__WHAT IS BEING ASKED__: Find the lines holding the string "optional" in the data, then copy all of them.

[Stored data entries]
//! HTTP route handlers.
//!
//! # Route Structure
//!
//! ```text
//! GET  /                       - Redirect to /customers
//!
//! # Customers
//! GET    /customers            - Customer listing (optional ?search=)
//! GET    /customers/create     - Create form
//! POST   /customers            - Create
//! GET    /customers/{id}/edit  - Edit form
//! PUT    /customers/{id}       - Update (also PATCH)
//! DELETE /customers/{id}       - Delete
//!
//! # Products
//! GET    /products             - Product listing (optional ?search=)
//! GET    /products/create      - Create form
//! POST   /products             - Create (multipart, optional image)
//! GET    /products/{id}/edit   - Edit form
//! PUT    /products/{id}        - Update (also PATCH; multipart)
//! DELETE /products/{id}        - Delete
//! ```
//!
//! The HTML forms POST with a `?_method=` override; see
//! [`crate::middleware::method_override`].

pub mod customers;
pub mod products;

use axum::{
    Router,
    extract::DefaultBodyLimit,
    response::Redirect,
    routing::{get, put},
};

use crate::services::images::MAX_IMAGE_BYTES;
use crate::state::AppState;

/// Request body cap: comfortably above the image validation limit so an
/// oversized upload is rejected with a per-field message, not a bare 413.
const BODY_LIMIT_BYTES: usize = 4 * MAX_IMAGE_BYTES;

/// Build the application router.
pub fn routes() -> Router<AppState> {
    Router::new()
        .route("/", get(|| async { Redirect::to("/customers") }))
        // Customers
        .route("/customers", get(customers::index).post(customers::create))
        .route("/customers/create", get(customers::create_form))
        .route("/customers/{id}/edit", get(customers::edit_form))
        .route(
            "/customers/{id}",
            put(customers::update)
                .patch(customers::update)
                .delete(customers::destroy),
        )
        // Products
        .route("/products", get(products::index).post(products::create))
        .route("/products/create", get(products::create_form))
        .route("/products/{id}/edit", get(products::edit_form))
        .route(
            "/products/{id}",
            put(products::update)
                .patch(products::update)
                .delete(products::destroy),
        )
        .layer(DefaultBodyLimit::max(BODY_LIMIT_BYTES))
}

__ANSWER FOR THE TASK__:
//! GET    /customers            - Customer listing (optional ?search=)
//! GET    /products             - Product listing (optional ?search=)
//! POST   /products             - Create (multipart, optional image)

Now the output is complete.